In this paper, based on the complex protein structure of third dopamine receptor (D3R) with dopamine (DOP), we have studied the trajectories with the free energy changes of D3R for DOP to move along its molecular channels and then probed the molecular dynamics mechanism of DOP transmitting along molecular channels, using molecular dynamics techniques including the potential mean force (PMF) of umbrella samplings from the GROMACS program (version 4.5). Simulation results show that for DOP located in the space region of D3R to act as a neurotransmitter transmitting toward the outside of cell, the free energy change is 134.6 kJ.mol(-1) along the functional molecular channel of y+ axis within D3R, and 211.5 kJ.mol(-1) along the y- axis towards the intracellular part.
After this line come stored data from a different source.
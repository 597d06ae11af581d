//! Command table
//!
//! One canonical table per protocol version. Opcodes double as the tag byte
//! of the frames the bridge sends back for that command.

use crate::ascii;

/// Protocol version reported by [`Command::Init`] as (major, minor)
pub const PROTOCOL_VERSION: (u8, u8) = (1, 1);

// Opcodes (host → bridge)
pub const OP_INIT: u8 = 0x01;
pub const OP_PING: u8 = 0x02;
pub const OP_DEVICE_SELECT: u8 = 0x03;
pub const OP_PRINT: u8 = 0x04;
pub const OP_DATA: u8 = 0x05;
pub const OP_LOAD_TAPE: u8 = 0x06;
pub const OP_SAVE_TAPE: u8 = 0x07;
pub const OP_DISK: u8 = 0x08;
pub const OP_CANCEL: u8 = ascii::CAN;

/// Host commands
#[derive(Debug, Clone, Copy, PartialEq, Eq)]
#[cfg_attr(feature = "defmt", derive(defmt::Format))]
pub enum Command {
    /// Report protocol version, buffer size and banner
    Init,
    /// Liveness check; no device interaction
    Ping,
    /// Compare the device-select lines against an expected device
    DeviceSelect,
    /// Receive one printer byte from the pocket computer
    Print,
    /// Drive one byte to the pocket computer
    Data,
    /// Play a host-supplied tape image to the pocket computer
    LoadTape,
    /// Record a tape image written by the pocket computer
    SaveTape,
    /// Bridge one disk command and its response
    Disk,
    /// Abandon the current command
    Cancel,
}

impl Command {
    /// Parse an opcode byte
    pub fn from_byte(byte: u8) -> Option<Self> {
        match byte {
            OP_INIT => Some(Command::Init),
            OP_PING => Some(Command::Ping),
            OP_DEVICE_SELECT => Some(Command::DeviceSelect),
            OP_PRINT => Some(Command::Print),
            OP_DATA => Some(Command::Data),
            OP_LOAD_TAPE => Some(Command::LoadTape),
            OP_SAVE_TAPE => Some(Command::SaveTape),
            OP_DISK => Some(Command::Disk),
            OP_CANCEL => Some(Command::Cancel),
            _ => None,
        }
    }

    /// Opcode byte, also used as the frame tag
    pub const fn opcode(self) -> u8 {
        match self {
            Command::Init => OP_INIT,
            Command::Ping => OP_PING,
            Command::DeviceSelect => OP_DEVICE_SELECT,
            Command::Print => OP_PRINT,
            Command::Data => OP_DATA,
            Command::LoadTape => OP_LOAD_TAPE,
            Command::SaveTape => OP_SAVE_TAPE,
            Command::Disk => OP_DISK,
            Command::Cancel => OP_CANCEL,
        }
    }
}

#[cfg(test)]
mod tests {
    use super::*;

    #[test]
    fn test_opcode_roundtrip() {
        for byte in 0..=u8::MAX {
            if let Some(command) = Command::from_byte(byte) {
                assert_eq!(command.opcode(), byte);
            }
        }
    }

    #[test]
    fn test_unknown_opcodes() {
        assert_eq!(Command::from_byte(0x00), None);
        assert_eq!(Command::from_byte(0x09), None);
        assert_eq!(Command::from_byte(ascii::SYN), None);
        assert_eq!(Command::from_byte(0xFF), None);
    }

    #[test]
    fn test_cancel_is_can() {
        assert_eq!(Command::from_byte(ascii::CAN), Some(Command::Cancel));
    }
}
Within the structure of D3R, the free energy changes are 65.8, 245.0, 551.4, 172.8 kJ.mol(-1) for DOP to transmit along the x+, x-, z+, z- axes, respectively, towards cell bilayer membrane, indicating that DOP leaves more easily along the x+ axis through the gap between TM5 (the fifth transmembrane helix) and TM6 (the sixth transmembrane helix) from the internal structure of D3R. When free DOP molecules are located in the intercellular spaces, once they start moving along the inverse y+ axis direction under constant pressure and temperature, they spontaneously pass through the functional molecular channel to reach the space region of D3R to act as a neurotransmitter, because the free energy change between DOP and D3R along the inverse y+ axis direction is negative (-134.6 kJ.mol(-1) Therefore, DOP interacting with D3R can easily play the role of a neurotransmitter. After DOP molecules have performed the actions of a neurotransmitter, they leave the internal structure of D3R along the x+ axis of a protective molecular channel through the gap between TM5 and TM6 to avoid excessive function as transmitter. According to dopamine functional and protective molecular channels, we suggest new pathologies and the finding and development of new drugs for Parkinson's disease and schizophrenia.